Mayor Biel Ferragut has been talking to tour operators about cultural, heritage and gastronomic routes, and one particular option that seems attractive involves French tourists. Each year, a tour operator brings some 3,000 French tourists for meals at a well-known restaurant near to Can Picafort. The town hall wishes to tap into these tourists. Before they go for their lunches, they would visit Sa Pobla, where they could take in the church, the Can Planas museum and shops and bars.

In terms of local tourists from the island, last Saturday a group of twenty from Palma went by train and were treated to a short organ concert and then visits to Can Planas and the Sant Antoni museum. The mayor met them and they concluded their stay with a meal at a Sa Pobla restaurant. A group of fifteen from Colonia Sant Jordi will be on a similar trip next Tuesday.

Sa Pobla, where there is very little tourism, has in recent years been pursuing a strategy of encouraging holiday rentals. This has been quite successful, as the number of places has increased. The town hall will be hopeful of more places in benefiting from the Council of Majorca's zoning.

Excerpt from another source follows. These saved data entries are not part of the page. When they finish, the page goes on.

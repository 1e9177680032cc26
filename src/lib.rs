pub mod runtime;
pub mod snowball;
use super::{ExecError, Symbol, SymbolBuffer};

/// Per-kind declared variable counts, as handed out by the name table.
#[derive(Clone, Copy, Debug, Default, PartialEq, Eq)]
pub struct Counts {
    pub integers: usize,
    pub booleans: usize,
    pub strings: usize,
}

/// Register file of one interpretation run.
///
/// `c` is the cursor, `l` the forward limit and `lb` the backward limit.
/// `bra` and `ket` bracket the span the next slice operation acts on.
/// Outside of [`Env::replace_s`] these only ever move one at a time, so the
/// bookkeeping that keeps them consistent across edits lives there and
/// nowhere else.
#[derive(Clone, Debug, Default)]
pub struct Env {
    pub p: SymbolBuffer,
    pub c: usize,
    pub l: usize,
    pub lb: usize,
    pub bra: usize,
    pub ket: usize,
    pub integers: Vec<i64>,
    pub booleans: Vec<bool>,
    pub strings: Vec<SymbolBuffer>,
    /// 1-based outcome of the last among search, 0 for none.
    pub among_var: usize,
}

impl Env {
    pub fn new(counts: Counts) -> Result<Self, ExecError> {
        let mut integers = Vec::new();
        integers.try_reserve_exact(counts.integers).map_err(|_| ExecError::Alloc { requested: counts.integers })?;
        integers.resize(counts.integers, 0);

        let mut booleans = Vec::new();
        booleans.try_reserve_exact(counts.booleans).map_err(|_| ExecError::Alloc { requested: counts.booleans })?;
        booleans.resize(counts.booleans, false);

        let mut strings = Vec::new();
        strings.try_reserve_exact(counts.strings).map_err(|_| ExecError::Alloc { requested: counts.strings })?;
        strings.resize_with(counts.strings, SymbolBuffer::new);

        Ok(Self {
            integers,
            booleans,
            strings,
            ..Self::default()
        })
    }

    /// Replaces the buffer with `text` and resets the scan region to all of it.
    pub fn load(&mut self, text: &[Symbol]) -> Result<(), ExecError> {
        self.p.assign(text)?;
        self.c = 0;
        self.l = text.len();
        self.lb = 0;
        self.bra = 0;
        self.ket = text.len();
        Ok(())
    }

    pub fn text(&self) -> &[Symbol] {
        self.p.as_slice()
    }

    /// Replaces `[c_bra, c_ket)` with `s` and keeps the limit and cursor in step.
    /// Returns the change in length.
    pub fn replace_s(&mut self, c_bra: usize, c_ket: usize, s: &[Symbol]) -> Result<isize, ExecError> {
        if c_bra > c_ket || c_ket > self.p.len() {
            return Err(ExecError::InvalidSlice {
                bra: c_bra,
                ket: c_ket,
                limit: self.l,
                size: self.p.len(),
            });
        }
        let adjustment = self.p.splice(c_bra, c_ket, s)?;
        if adjustment != 0 {
            self.l = self.l.wrapping_add_signed(adjustment);
            if self.c >= c_ket {
                self.c = self.c.wrapping_add_signed(adjustment);
            } else if self.c > c_bra {
                self.c = c_bra;
            }
        }
        Ok(adjustment)
    }

    fn slice_check(&self) -> Result<(), ExecError> {
        if self.bra > self.ket || self.ket > self.l || self.l > self.p.len() {
            return Err(ExecError::InvalidSlice {
                bra: self.bra,
                ket: self.ket,
                limit: self.l,
                size: self.p.len(),
            });
        }
        Ok(())
    }

    /// Replaces the bracketed slice with `s`. Afterwards the slice brackets the replacement.
    pub fn slice_from(&mut self, s: &[Symbol]) -> Result<(), ExecError> {
        self.slice_check()?;
        self.replace_s(self.bra, self.ket, s)?;
        self.ket = self.bra + s.len();
        Ok(())
    }

    pub fn slice_del(&mut self) -> Result<(), ExecError> {
        self.slice_from(&[])
    }

    /// Copies the bracketed slice into string register `slot`.
    pub fn slice_to(&mut self, slot: usize) -> Result<(), ExecError> {
        self.slice_check()?;
        let (bra, ket) = (self.bra, self.ket);
        let Self { p, strings, .. } = self;
        strings[slot].assign(&p.as_slice()[bra..ket])
    }

    /// Inserts `s` at `[c_bra, c_ket)`, shifting the slice markers that sit at or after it.
    pub fn insert(&mut self, c_bra: usize, c_ket: usize, s: &[Symbol]) -> Result<(), ExecError> {
        let adjustment = self.replace_s(c_bra, c_ket, s)?;
        if c_bra <= self.bra {
            self.bra = self.bra.wrapping_add_signed(adjustment);
        }
        if c_bra <= self.ket {
            self.ket = self.ket.wrapping_add_signed(adjustment);
        }
        Ok(())
    }

    /// Symbols between the cursor and the forward limit.
    pub fn ahead(&self) -> usize {
        self.l.saturating_sub(self.c)
    }

    /// Symbols between the backward limit and the cursor. Zero when the cursor
    /// sits outside `[lb, l]`, which a restored cursor can after an edit.
    pub fn behind(&self) -> usize {
        if self.c > self.l {
            return 0;
        }
        self.c.saturating_sub(self.lb)
    }

    /// Matches `s` forwards at the cursor, moving past it on success.
    pub fn eq_s(&mut self, s: &[Symbol]) -> bool {
        if self.ahead() < s.len() || &self.p.as_slice()[self.c..self.c + s.len()] != s {
            return false;
        }
        self.c += s.len();
        true
    }

    /// Matches `s` backwards, ending at the cursor, moving before it on success.
    pub fn eq_s_b(&mut self, s: &[Symbol]) -> bool {
        if self.behind() < s.len() || &self.p.as_slice()[self.c - s.len()..self.c] != s {
            return false;
        }
        self.c -= s.len();
        true
    }

    pub fn eq_v(&mut self, slot: usize) -> bool {
        let s = std::mem::take(&mut self.strings[slot]);
        let r = self.eq_s(s.as_slice());
        self.strings[slot] = s;
        r
    }

    pub fn eq_v_b(&mut self, slot: usize) -> bool {
        let s = std::mem::take(&mut self.strings[slot]);
        let r = self.eq_s_b(s.as_slice());
        self.strings[slot] = s;
        r
    }
}
//! Failure detection, transport registry, and switching policy.

mod detector;
mod manager;
mod switcher;

pub use detector::{Detector, SwitchTrigger};
pub use manager::{Manager, TransportHealth};
pub use switcher::{jitter_duration, Switcher};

Tourism in Sa Pobla could have been very different. In 1954, under orders from the Franco administration, there were negotiations to set more clearly defined municipal boundaries. These involved Alcudia, Muro and Sa Pobla. In what were later to be described as having been at best "poor" negotiations, Sa Pobla town hall managed to give Muro a whole load of its land. This was a stretch which included Albufera as far as the coast. Sa Pobla used to have its own beach. From 1954 it no longer had this beach. Muro acquired it, and what is now the main part of Playa de Muro ceased to belong to Sa Pobla.